Сквозь ад за Гитлера - Генрих Метельман Страница 43
Сквозь ад за Гитлера - Генрих Метельман читать онлайн бесплатно
Когда я сидел за рычагами, а Лацар рядом, я будто физически чувствовал его перегруженность психологическими проблемами, иногда даже готов был сочувствовать ему, а однажды попытался разговорить его. Лишь один раз он упомянул, что его родители умерли. Несмотря на укоренившиеся во мне собственные предрассудки, я не питал к нему неприязни и всегда считал беседы с ним интересными и полезными для себя, однако не мог и вообразить себе, что какой-то там еврей будет командовать мною на Восточном фронте. Он как- то высказался, что, мол, живой трусишка зачастую оказывается полезнее павшего смертью храбрых, и хотя в душе все мы были с ним согласны, Замазка расценил это как плод декадентского мышления. Некоторое время спустя Лацар попросил нас обращаться к нему по имени и фамилии, и хотя подобный жест расценивался в нашей армии как проявление недопустимой фамильярности, устав на этот счет помалкивал. Но Замазка так и продолжал адресоваться к нему как к «герру унтер-офицеру», в то время как мы могли обратиться и по имени, хоть и не часто, но всегда сохраняя при этом определенную дистанцию.
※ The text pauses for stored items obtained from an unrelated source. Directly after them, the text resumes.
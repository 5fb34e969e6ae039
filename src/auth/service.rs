//! User registration, login, and JWT issuance over `users_tb`.

use argon2::{
    Argon2,
    password_hash::{PasswordHash, PasswordHasher, PasswordVerifier, SaltString, rand_core::OsRng},
};
use chrono::{Duration, Utc};
use jsonwebtoken::{Algorithm, DecodingKey, EncodingKey, Header, Validation, decode, encode};
use serde::{Deserialize, Serialize};
use sqlx::PgPool;
use validator::Validate;

use super::AuthError;
use crate::account::{Actor, ActorId};

const SQLSTATE_UNIQUE_VIOLATION: &str = "23505";

/// JWT Claims structure
#[derive(Debug, Serialize, Deserialize, Clone)]
pub struct Claims {
    pub sub: String, // Subject (user_id as string)
    pub username: String,
    pub exp: usize, // Expiration time (as UTC timestamp)
    pub iat: usize, // Issued at
}

/// User Registration Request
#[derive(Debug, Deserialize, Validate)]
pub struct RegisterRequest {
    #[validate(length(min = 3, max = 32))]
    pub username: String,
    #[validate(length(min = 8, max = 128))]
    pub password: String,
}

/// User Login Request
#[derive(Debug, Deserialize)]
pub struct LoginRequest {
    pub username: String,
    pub password: String,
}

/// Auth Response (JWT)
#[derive(Debug, Serialize)]
pub struct AuthResponse {
    pub token: String,
    pub user_id: i64,
    pub username: String,
}

/// Hash a password with a fresh salt.
pub fn hash_password(password: &str) -> Result<String, AuthError> {
    let salt = SaltString::generate(&mut OsRng);
    Argon2::default()
        .hash_password(password.as_bytes(), &salt)
        .map(|h| h.to_string())
        .map_err(|e| AuthError::Hash(e.to_string()))
}

/// Verify a password against a stored hash. A mismatch is
/// `InvalidCredentials`; a malformed stored hash is a `Hash` fault.
pub fn verify_password(password: &str, stored_hash: &str) -> Result<(), AuthError> {
    let parsed = PasswordHash::new(stored_hash).map_err(|e| AuthError::Hash(e.to_string()))?;
    Argon2::default()
        .verify_password(password.as_bytes(), &parsed)
        .map_err(|_| AuthError::InvalidCredentials)
}

/// Issue a signed token for a user.
pub fn issue_token(
    secret: &str,
    ttl: Duration,
    user_id: i64,
    username: &str,
) -> Result<String, AuthError> {
    let now = Utc::now();
    let claims = Claims {
        sub: user_id.to_string(),
        username: username.to_string(),
        exp: (now + ttl).timestamp() as usize,
        iat: now.timestamp() as usize,
    };
    Ok(encode(
        &Header::default(),
        &claims,
        &EncodingKey::from_secret(secret.as_bytes()),
    )?)
}

/// Decode and validate a token.
pub fn verify_token(secret: &str, token: &str) -> Result<Claims, AuthError> {
    let decoding_key = DecodingKey::from_secret(secret.as_bytes());
    let validation = Validation::new(Algorithm::HS256);
    let token_data = decode::<Claims>(token, &decoding_key, &validation)?;
    Ok(token_data.claims)
}

#[derive(sqlx::FromRow)]
struct UserRow {
    user_id: i64,
    username: String,
    password_hash: String,
}

pub struct UserAuthService {
    db: PgPool,
    jwt_secret: String,
    token_ttl: Duration,
}

impl UserAuthService {
    pub fn new(db: PgPool, jwt_secret: String, token_ttl_hours: i64) -> Self {
        Self {
            db,
            jwt_secret,
            token_ttl: Duration::hours(token_ttl_hours),
        }
    }

    /// Register a new user
    pub async fn register(&self, req: RegisterRequest) -> Result<i64, AuthError> {
        req.validate()
            .map_err(|e| AuthError::Validation(e.to_string()))?;

        let password_hash = hash_password(&req.password)?;

        let user_id: i64 = sqlx::query_scalar(
            "INSERT INTO users_tb (username, password_hash) VALUES ($1, $2) RETURNING user_id",
        )
        .bind(&req.username)
        .bind(&password_hash)
        .fetch_one(&self.db)
        .await
        .map_err(|e| match &e {
            sqlx::Error::Database(db)
                if db.code().as_deref() == Some(SQLSTATE_UNIQUE_VIOLATION) =>
            {
                AuthError::UsernameTaken
            }
            _ => AuthError::Database(e),
        })?;

        tracing::info!(user_id, username = %req.username, "user registered");
        Ok(user_id)
    }

    /// Login user and issue JWT
    pub async fn login(&self, req: LoginRequest) -> Result<AuthResponse, AuthError> {
        let user = sqlx::query_as::<_, UserRow>(
            "SELECT user_id, username, password_hash FROM users_tb WHERE username = $1",
        )
        .bind(&req.username)
        .fetch_optional(&self.db)
        .await?
        .ok_or(AuthError::InvalidCredentials)?;

        verify_password(&req.password, &user.password_hash)?;

        let token = issue_token(&self.jwt_secret, self.token_ttl, user.user_id, &user.username)?;
        Ok(AuthResponse {
            token,
            user_id: user.user_id,
            username: user.username,
        })
    }

    /// Decode and validate a bearer token.
    pub fn verify(&self, token: &str) -> Result<Claims, AuthError> {
        verify_token(&self.jwt_secret, token)
    }

    /// Load the actor for a user id; a missing row means the principal no
    /// longer exists and the call is unauthenticated.
    pub async fn load_actor(&self, user_id: i64) -> Result<Actor, AuthError> {
        let username: Option<String> =
            sqlx::query_scalar("SELECT username FROM users_tb WHERE user_id = $1")
                .bind(user_id)
                .fetch_optional(&self.db)
                .await?;
        match username {
            Some(username) => Ok(Actor::new(ActorId::new(user_id), username)),
            None => Err(AuthError::Unauthenticated),
        }
    }
}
Все это происходило как раз в канун осени и осенней распутицы. Основной костяк нашей армии уже сражался под Сталинградом, а нашей 22-й танковой дивизии, приданной к румынской армии, предстояло оборонять северный фланг наступления генерала Паулюса на восток. То есть в случае угрозы на нашем участке должны были эту угрозу ликвидировать. Так случилось, что тогда я вновь пересел на полугусеничный тягач, и наш взвод довольно часто бросали на выполнение различных задач по обороне вверенного нам участка.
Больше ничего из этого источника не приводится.